# ABOUT THIS EXERCISE
Report how many lines of the data contain the string "available". Add nothing.

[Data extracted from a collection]
####################
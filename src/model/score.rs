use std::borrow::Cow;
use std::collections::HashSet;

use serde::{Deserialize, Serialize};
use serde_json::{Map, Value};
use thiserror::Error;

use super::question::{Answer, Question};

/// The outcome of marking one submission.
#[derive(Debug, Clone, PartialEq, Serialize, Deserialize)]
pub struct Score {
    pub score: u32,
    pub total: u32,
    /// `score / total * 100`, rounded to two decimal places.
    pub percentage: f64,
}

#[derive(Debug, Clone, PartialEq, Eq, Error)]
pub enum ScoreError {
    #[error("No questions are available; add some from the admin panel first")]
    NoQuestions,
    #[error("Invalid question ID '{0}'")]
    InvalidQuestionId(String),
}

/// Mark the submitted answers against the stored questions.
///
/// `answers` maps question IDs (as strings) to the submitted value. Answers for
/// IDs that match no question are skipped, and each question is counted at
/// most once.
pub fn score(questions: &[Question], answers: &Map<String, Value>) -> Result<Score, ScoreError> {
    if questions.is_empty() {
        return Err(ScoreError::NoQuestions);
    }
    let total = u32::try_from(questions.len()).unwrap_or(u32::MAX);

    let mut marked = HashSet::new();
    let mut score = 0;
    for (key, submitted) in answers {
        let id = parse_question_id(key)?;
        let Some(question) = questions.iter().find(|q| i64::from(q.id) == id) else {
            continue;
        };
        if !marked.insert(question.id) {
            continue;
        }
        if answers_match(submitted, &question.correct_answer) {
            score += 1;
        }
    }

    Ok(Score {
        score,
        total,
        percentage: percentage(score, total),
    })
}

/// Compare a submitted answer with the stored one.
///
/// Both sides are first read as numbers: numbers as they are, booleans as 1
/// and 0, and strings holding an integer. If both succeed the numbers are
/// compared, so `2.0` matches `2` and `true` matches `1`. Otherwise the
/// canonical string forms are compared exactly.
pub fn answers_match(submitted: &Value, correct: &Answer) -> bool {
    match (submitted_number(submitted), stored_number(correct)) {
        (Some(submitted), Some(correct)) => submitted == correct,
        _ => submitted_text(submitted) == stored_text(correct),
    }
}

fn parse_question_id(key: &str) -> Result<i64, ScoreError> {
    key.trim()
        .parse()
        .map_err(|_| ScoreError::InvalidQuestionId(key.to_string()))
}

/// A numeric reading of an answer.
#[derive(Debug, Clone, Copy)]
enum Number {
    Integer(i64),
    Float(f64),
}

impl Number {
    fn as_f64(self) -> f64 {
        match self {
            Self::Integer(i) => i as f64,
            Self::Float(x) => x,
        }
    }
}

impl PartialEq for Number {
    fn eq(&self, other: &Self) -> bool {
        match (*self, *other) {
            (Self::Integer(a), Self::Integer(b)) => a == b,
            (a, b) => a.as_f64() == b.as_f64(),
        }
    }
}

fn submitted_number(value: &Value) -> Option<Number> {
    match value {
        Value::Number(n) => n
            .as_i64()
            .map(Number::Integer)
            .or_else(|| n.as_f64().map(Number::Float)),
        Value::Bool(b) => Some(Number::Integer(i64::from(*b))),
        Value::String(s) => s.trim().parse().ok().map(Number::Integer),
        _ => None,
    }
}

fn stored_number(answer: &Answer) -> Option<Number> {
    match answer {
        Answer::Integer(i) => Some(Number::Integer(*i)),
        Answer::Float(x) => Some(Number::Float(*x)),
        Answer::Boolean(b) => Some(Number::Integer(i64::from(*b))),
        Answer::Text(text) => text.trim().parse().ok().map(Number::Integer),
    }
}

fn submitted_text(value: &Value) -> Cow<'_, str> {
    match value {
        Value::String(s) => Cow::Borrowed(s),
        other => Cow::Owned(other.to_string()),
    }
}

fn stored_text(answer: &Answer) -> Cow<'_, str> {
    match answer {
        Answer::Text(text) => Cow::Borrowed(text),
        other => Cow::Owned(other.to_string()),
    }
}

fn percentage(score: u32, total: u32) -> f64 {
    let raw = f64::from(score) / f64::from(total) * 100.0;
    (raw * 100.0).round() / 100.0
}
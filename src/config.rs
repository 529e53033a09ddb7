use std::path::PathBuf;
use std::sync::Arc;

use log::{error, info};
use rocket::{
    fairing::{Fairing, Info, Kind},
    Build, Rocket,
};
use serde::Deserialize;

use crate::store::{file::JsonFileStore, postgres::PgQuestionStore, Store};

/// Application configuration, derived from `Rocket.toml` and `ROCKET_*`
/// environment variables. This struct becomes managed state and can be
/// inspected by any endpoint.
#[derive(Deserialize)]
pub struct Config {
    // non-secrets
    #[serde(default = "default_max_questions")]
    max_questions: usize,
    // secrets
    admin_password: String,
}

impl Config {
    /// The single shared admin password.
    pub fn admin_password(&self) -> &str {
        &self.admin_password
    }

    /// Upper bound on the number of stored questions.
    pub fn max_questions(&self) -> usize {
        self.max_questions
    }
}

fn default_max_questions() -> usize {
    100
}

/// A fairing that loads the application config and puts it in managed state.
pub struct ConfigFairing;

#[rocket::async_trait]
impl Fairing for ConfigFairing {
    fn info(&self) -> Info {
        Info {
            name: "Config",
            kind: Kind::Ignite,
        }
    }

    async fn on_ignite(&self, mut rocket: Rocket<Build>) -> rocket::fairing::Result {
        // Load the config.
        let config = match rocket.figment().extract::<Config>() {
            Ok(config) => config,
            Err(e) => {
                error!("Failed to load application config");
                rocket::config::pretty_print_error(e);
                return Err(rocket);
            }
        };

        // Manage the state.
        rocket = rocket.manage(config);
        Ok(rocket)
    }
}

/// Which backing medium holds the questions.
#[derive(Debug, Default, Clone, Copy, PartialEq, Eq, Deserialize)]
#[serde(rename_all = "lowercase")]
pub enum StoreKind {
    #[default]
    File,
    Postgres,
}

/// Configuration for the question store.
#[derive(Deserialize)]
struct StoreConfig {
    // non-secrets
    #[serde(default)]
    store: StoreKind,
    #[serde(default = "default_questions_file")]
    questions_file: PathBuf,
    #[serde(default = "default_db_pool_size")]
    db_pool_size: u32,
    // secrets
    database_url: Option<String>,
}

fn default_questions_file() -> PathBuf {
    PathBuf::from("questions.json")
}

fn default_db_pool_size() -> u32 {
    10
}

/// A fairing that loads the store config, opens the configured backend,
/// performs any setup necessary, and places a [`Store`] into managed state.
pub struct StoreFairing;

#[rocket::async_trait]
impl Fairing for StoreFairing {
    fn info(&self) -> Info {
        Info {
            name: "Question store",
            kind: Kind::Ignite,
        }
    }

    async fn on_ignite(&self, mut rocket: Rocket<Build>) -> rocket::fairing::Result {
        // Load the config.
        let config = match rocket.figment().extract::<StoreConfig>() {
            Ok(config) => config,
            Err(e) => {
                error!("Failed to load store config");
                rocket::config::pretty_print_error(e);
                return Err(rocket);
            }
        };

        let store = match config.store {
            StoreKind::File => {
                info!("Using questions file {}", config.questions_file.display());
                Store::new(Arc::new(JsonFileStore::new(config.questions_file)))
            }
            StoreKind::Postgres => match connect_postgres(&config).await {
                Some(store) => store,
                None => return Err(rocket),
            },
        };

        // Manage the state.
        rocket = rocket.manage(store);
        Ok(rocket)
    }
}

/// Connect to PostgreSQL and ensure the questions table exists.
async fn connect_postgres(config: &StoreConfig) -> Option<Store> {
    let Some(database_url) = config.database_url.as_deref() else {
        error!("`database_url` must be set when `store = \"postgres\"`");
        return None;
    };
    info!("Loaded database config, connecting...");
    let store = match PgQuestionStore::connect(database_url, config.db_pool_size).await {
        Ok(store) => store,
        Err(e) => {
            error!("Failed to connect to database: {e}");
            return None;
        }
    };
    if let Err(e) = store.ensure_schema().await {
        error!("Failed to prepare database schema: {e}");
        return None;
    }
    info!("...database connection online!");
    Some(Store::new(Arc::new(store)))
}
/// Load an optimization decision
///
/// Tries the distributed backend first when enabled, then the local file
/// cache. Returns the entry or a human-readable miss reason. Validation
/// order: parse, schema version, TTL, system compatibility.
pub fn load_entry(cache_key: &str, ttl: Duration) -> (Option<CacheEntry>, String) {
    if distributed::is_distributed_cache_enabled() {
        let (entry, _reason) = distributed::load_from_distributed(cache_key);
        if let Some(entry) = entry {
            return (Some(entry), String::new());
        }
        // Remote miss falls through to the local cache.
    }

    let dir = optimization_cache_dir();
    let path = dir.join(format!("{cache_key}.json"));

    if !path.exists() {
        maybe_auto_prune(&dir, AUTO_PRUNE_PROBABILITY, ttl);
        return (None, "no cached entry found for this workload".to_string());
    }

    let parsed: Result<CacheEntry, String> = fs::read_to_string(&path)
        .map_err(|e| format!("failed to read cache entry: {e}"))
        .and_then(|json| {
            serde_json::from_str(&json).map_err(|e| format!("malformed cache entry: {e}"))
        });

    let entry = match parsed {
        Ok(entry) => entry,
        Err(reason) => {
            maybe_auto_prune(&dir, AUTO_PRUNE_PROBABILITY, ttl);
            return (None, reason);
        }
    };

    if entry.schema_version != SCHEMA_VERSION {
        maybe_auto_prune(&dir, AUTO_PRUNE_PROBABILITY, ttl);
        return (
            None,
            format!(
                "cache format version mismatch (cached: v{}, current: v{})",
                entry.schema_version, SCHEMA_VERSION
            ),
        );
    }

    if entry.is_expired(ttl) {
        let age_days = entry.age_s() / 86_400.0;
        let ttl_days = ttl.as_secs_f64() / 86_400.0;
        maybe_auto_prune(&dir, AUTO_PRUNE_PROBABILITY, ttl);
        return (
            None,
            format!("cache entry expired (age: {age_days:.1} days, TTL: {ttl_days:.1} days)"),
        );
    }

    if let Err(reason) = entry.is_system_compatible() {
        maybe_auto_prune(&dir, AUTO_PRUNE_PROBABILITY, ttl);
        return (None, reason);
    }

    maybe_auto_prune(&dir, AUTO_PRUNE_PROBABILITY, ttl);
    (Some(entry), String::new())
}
####################
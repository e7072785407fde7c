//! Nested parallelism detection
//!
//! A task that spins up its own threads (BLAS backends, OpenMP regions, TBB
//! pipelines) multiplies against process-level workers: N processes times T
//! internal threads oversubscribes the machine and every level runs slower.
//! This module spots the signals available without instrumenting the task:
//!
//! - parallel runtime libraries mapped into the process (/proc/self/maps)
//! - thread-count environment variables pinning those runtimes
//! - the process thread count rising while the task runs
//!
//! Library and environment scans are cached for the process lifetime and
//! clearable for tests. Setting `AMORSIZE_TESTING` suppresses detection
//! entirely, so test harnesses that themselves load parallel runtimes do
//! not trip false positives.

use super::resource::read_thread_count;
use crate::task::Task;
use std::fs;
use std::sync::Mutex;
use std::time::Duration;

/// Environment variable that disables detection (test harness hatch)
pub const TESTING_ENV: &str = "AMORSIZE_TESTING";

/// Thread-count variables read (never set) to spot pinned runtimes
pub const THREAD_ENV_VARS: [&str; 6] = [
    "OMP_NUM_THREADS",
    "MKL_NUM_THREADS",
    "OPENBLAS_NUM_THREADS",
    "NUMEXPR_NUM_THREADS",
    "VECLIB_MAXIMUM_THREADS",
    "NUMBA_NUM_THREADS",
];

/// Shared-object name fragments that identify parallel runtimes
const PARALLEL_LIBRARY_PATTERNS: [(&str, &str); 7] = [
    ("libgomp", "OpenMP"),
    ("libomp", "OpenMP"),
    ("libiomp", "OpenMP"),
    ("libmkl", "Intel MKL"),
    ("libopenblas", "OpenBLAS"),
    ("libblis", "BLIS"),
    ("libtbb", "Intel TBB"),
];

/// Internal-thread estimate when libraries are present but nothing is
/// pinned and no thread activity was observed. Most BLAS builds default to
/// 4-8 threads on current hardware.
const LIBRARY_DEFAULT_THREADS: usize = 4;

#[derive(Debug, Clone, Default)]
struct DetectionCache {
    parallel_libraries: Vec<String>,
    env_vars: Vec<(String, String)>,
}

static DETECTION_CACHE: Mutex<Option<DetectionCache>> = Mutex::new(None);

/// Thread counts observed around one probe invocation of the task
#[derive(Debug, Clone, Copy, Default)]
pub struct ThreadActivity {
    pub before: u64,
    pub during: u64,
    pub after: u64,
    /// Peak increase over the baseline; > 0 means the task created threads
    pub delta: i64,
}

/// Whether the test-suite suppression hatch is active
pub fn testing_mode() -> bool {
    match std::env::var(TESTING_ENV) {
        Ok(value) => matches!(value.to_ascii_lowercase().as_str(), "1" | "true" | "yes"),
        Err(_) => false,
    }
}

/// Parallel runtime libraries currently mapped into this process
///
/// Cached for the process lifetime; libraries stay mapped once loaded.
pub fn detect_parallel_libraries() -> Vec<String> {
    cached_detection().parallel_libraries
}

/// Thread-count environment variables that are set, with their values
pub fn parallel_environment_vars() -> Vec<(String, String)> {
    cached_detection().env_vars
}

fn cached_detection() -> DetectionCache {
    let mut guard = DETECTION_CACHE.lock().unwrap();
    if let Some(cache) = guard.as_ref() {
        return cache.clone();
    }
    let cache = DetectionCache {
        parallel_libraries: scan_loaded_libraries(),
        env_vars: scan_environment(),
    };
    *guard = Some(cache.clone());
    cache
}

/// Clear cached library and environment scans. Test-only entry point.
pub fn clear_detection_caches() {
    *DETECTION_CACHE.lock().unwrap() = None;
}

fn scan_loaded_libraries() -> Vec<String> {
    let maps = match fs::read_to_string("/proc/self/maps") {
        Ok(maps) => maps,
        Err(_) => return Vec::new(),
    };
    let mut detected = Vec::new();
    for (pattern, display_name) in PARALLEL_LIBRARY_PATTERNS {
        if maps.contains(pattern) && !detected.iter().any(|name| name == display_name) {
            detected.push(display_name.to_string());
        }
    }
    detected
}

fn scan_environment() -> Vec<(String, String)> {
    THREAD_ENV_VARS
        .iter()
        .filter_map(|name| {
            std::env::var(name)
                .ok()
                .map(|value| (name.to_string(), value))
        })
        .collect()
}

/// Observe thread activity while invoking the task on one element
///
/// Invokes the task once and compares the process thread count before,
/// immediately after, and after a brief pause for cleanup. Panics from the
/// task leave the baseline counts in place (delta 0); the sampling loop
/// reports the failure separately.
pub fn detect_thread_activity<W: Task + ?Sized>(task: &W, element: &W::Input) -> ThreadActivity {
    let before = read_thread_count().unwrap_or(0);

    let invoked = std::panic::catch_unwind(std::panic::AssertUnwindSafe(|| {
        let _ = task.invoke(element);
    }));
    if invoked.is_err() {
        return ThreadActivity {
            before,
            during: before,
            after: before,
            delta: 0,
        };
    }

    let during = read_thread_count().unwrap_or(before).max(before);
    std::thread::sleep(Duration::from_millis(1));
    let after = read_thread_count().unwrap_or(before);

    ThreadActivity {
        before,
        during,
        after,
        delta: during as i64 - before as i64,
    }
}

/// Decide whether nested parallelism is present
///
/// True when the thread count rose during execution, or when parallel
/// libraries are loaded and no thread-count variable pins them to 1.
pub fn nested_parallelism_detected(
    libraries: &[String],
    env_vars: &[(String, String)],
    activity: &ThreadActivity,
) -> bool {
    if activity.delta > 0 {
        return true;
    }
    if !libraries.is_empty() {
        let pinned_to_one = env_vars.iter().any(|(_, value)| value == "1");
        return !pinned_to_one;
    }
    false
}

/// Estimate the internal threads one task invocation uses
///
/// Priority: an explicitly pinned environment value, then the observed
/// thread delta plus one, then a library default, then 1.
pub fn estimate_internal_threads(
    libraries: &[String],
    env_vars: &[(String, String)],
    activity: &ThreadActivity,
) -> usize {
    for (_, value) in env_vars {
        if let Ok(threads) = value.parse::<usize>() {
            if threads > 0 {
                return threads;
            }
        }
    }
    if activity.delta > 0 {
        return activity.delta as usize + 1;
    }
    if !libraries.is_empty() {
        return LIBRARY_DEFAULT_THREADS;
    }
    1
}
####################
# SOLUTION
2